Work item: Please take the records that follow and repeat exactly the lines starting with the line with "pub fn method(type_name: impl" and going on through the line with "impl TryFrom<String> for".

Data records:
>>>>
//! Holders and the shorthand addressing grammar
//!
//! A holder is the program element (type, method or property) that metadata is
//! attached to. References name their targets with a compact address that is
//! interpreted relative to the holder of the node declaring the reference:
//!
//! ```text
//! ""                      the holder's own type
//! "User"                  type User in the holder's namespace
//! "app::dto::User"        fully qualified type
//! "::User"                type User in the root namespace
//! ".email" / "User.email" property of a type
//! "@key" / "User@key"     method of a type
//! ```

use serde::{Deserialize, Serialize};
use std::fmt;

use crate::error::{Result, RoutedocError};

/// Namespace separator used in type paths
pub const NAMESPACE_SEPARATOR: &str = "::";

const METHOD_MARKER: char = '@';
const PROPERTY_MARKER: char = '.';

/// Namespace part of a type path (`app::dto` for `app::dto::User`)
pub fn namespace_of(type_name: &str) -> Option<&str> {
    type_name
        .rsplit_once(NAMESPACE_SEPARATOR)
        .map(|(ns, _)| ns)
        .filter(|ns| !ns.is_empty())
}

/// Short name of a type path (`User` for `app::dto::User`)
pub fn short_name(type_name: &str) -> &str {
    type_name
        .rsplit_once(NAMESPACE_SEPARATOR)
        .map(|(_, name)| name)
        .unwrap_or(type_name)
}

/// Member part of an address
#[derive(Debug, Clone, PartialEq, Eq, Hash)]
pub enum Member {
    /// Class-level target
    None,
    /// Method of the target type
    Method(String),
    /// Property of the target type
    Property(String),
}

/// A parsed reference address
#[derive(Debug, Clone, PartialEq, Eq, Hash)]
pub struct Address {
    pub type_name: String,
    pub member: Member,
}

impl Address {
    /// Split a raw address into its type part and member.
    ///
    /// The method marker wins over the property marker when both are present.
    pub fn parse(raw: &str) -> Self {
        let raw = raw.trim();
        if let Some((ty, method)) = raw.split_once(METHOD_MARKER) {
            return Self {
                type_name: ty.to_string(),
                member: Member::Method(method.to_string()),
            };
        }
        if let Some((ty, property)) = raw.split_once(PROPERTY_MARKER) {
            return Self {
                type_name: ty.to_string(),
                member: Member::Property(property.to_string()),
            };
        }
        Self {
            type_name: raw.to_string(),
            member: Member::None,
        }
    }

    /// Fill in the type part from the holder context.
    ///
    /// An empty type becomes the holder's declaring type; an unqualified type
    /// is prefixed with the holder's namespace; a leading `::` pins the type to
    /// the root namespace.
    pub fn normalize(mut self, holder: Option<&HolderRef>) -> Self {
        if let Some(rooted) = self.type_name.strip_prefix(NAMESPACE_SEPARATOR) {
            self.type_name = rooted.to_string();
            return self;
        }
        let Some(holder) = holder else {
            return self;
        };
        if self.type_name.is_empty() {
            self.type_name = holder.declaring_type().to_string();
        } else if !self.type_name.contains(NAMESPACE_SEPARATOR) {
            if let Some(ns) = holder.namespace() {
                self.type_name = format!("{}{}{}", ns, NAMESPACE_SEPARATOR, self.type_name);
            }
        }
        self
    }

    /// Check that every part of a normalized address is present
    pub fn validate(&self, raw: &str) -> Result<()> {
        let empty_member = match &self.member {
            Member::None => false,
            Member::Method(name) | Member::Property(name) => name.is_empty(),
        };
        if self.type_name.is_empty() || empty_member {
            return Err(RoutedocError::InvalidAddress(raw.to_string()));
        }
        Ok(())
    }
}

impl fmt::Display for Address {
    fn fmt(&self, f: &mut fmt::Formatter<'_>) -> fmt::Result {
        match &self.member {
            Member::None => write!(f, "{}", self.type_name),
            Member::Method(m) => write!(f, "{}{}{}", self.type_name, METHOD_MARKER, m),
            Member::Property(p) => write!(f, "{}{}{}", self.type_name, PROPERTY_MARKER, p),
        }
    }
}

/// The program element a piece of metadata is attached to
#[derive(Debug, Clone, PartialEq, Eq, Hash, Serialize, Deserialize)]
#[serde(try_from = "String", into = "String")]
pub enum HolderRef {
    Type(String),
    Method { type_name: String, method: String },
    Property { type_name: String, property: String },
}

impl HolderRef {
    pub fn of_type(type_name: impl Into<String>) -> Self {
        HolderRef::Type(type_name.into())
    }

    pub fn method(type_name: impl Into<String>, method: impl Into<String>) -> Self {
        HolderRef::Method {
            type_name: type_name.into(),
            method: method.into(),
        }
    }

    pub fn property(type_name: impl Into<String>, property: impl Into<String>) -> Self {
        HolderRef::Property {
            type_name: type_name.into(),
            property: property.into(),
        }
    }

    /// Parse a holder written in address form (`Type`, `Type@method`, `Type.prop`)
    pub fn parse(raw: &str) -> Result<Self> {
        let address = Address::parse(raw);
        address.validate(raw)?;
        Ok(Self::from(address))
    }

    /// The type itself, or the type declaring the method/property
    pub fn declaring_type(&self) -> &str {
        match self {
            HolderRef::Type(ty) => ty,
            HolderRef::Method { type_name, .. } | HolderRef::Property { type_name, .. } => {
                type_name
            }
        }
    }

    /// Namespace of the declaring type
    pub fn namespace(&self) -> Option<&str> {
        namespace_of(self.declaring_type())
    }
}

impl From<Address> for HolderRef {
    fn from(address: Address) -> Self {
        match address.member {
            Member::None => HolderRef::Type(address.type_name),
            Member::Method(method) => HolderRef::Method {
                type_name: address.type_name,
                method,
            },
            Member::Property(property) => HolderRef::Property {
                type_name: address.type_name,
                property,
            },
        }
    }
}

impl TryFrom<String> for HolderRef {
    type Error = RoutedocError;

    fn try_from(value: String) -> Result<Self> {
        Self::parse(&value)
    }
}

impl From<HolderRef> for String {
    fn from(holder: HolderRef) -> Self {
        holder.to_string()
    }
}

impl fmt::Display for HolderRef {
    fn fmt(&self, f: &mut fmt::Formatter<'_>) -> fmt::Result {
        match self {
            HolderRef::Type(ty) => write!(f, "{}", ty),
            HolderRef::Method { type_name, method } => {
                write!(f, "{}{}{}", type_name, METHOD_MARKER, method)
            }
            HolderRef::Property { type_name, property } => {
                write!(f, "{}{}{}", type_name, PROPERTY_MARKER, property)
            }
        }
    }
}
<<<<
Solution below:
    pub fn method(type_name: impl Into<String>, method: impl Into<String>) -> Self {
        HolderRef::Method {
            type_name: type_name.into(),
            method: method.into(),
        }
    }

    pub fn property(type_name: impl Into<String>, property: impl Into<String>) -> Self {
        HolderRef::Property {
            type_name: type_name.into(),
            property: property.into(),
        }
    }

    /// Parse a holder written in address form (`Type`, `Type@method`, `Type.prop`)
    pub fn parse(raw: &str) -> Result<Self> {
        let address = Address::parse(raw);
        address.validate(raw)?;
        Ok(Self::from(address))
    }

    /// The type itself, or the type declaring the method/property
    pub fn declaring_type(&self) -> &str {
        match self {
            HolderRef::Type(ty) => ty,
            HolderRef::Method { type_name, .. } | HolderRef::Property { type_name, .. } => {
                type_name
            }
        }
    }

    /// Namespace of the declaring type
    pub fn namespace(&self) -> Option<&str> {
        namespace_of(self.declaring_type())
    }
}

impl From<Address> for HolderRef {
    fn from(address: Address) -> Self {
        match address.member {
            Member::None => HolderRef::Type(address.type_name),
            Member::Method(method) => HolderRef::Method {
                type_name: address.type_name,
                method,
            },
            Member::Property(property) => HolderRef::Property {
                type_name: address.type_name,
                property,
            },
        }
    }
}

impl TryFrom<String> for HolderRef {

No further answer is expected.